Setup Instructions
Please make sure to follow Driver Installation to install the Gaudi driver on the system.
It is recommended to use the PyTorch Docker image to run the examples below.
To use the provided Dockerfile for the sample, follow the Docker Installation guide to setup the Habana runtime for Docker images.
The Docker image assists in setting up the PyTorch software and packages to run the samples. However, installing additional required packages like DeepSpeed is still necessary to run the samples.
Get examples from optimum-habana github repository
To benchmark Llama2 and Llama3 models, obtain optimum-habana from the GitHub repository using the following command.
git clone -b v1.15.0 https://github.com/huggingface/optimum-habana.git
cd optimum-habana/examples/text-generation
Docker Run
After building the Docker image, run the following command to start a Docker instance, which will open in the text-generation folder inside the docker instance.

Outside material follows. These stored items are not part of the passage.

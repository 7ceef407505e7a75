//! Citation reachability probing
//!
//! Lightweight HEAD probes with a per-probe timeout. Probe failures are
//! classified into [`CitationOutcome`] values and never surface as errors;
//! an unreachable citation degrades confidence, it does not abort a
//! verification run.

use async_trait::async_trait;
use serde::{Deserialize, Serialize};
use std::time::Duration;
use tracing::debug;

use crate::config::ProbeSettings;

/// Classified outcome of probing one citation URL
#[derive(Debug, Clone, Serialize, Deserialize)]
#[serde(tag = "outcome", rename_all = "snake_case")]
pub enum CitationOutcome {
    /// Reachable with a non-error status
    Valid { url: String, status: u16 },
    /// Reachable but the server answered with a client/server error
    Invalid { url: String, status: u16 },
    /// Transport-level failure (DNS, connect, timeout)
    Error { url: String, error: String },
}

impl CitationOutcome {
    /// Whether the citation counts as verified
    pub fn is_valid(&self) -> bool {
        matches!(self, CitationOutcome::Valid { .. })
    }

    /// The probed URL
    pub fn url(&self) -> &str {
        match self {
            CitationOutcome::Valid { url, .. }
            | CitationOutcome::Invalid { url, .. }
            | CitationOutcome::Error { url, .. } => url,
        }
    }
}

/// Issues reachability probes for citation URLs
#[async_trait]
pub trait CitationProber: Send + Sync {
    /// Probe one URL, classifying the result
    async fn probe(&self, url: &str) -> CitationOutcome;
}

/// HTTP prober issuing HEAD requests through reqwest
pub struct HttpProber {
    client: reqwest::Client,
}

impl HttpProber {
    /// Build a prober with the configured per-probe timeout
    pub fn new(settings: &ProbeSettings) -> Self {
        let client = reqwest::Client::builder()
            .timeout(Duration::from_secs(settings.timeout_secs))
            .build()
            .unwrap_or_default();
        Self { client }
    }
}

#[async_trait]
impl CitationProber for HttpProber {
    async fn probe(&self, url: &str) -> CitationOutcome {
        match self.client.head(url).send().await {
            Ok(response) => {
                let status = response.status();
                debug!(url = %url, status = status.as_u16(), "Citation probed");
                if status.is_client_error() || status.is_server_error() {
                    CitationOutcome::Invalid {
                        url: url.to_string(),
                        status: status.as_u16(),
                    }
                } else {
                    CitationOutcome::Valid {
                        url: url.to_string(),
                        status: status.as_u16(),
                    }
                }
            }
            Err(err) => {
                debug!(url = %url, error = %err, "Citation probe failed");
                let error: String = err.to_string().chars().take(100).collect();
                CitationOutcome::Error {
                    url: url.to_string(),
                    error,
                }
            }
        }
    }
}

/// Deterministic prober answering from a fixed table
///
/// Used in tests and offline runs: URLs listed as reachable probe Valid,
/// everything else probes as a transport error.
pub struct StaticProber {
    reachable: Vec<String>,
}

impl StaticProber {
    /// Build from the set of URLs to treat as reachable
    pub fn new(reachable: impl IntoIterator<Item = String>) -> Self {
        Self {
            reachable: reachable.into_iter().collect(),
        }
    }

    /// A prober for which every URL is unreachable
    pub fn offline() -> Self {
        Self { reachable: Vec::new() }
    }
}

#[async_trait]
impl CitationProber for StaticProber {
    async fn probe(&self, url: &str) -> CitationOutcome {
        if self.reachable.iter().any(|u| u == url) {
            CitationOutcome::Valid {
                url: url.to_string(),
                status: 200,
            }
        } else {
            CitationOutcome::Error {
                url: url.to_string(),
                error: "unreachable (static prober)".to_string(),
            }
        }
    }
}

docker run -it --runtime=habana -e HABANA_VISIBLE_DEVICES=all -e OMPI_MCA_btl_vader_single_copy_mechanism=none --cap-add=ALL --privileged=true --net=host --ipc=host -v "$PWD/../../":/workspace --workdir /workspace/examples/text-generation vault.habana.ai/gaudi-docker/1.19.0/ubuntu24.04/habanalabs/pytorch-installer-2.5.1:latest
NOTE: The Huggingface model file size might be large, so it is recommended to use an external disk as the Huggingface hub folder. \ Export the HFHOME environment variable to the external disk and then export the mount point into the Docker instance. \ ex: "-e HFHOME=/mnt/huggingface -v /mnt:/mnt"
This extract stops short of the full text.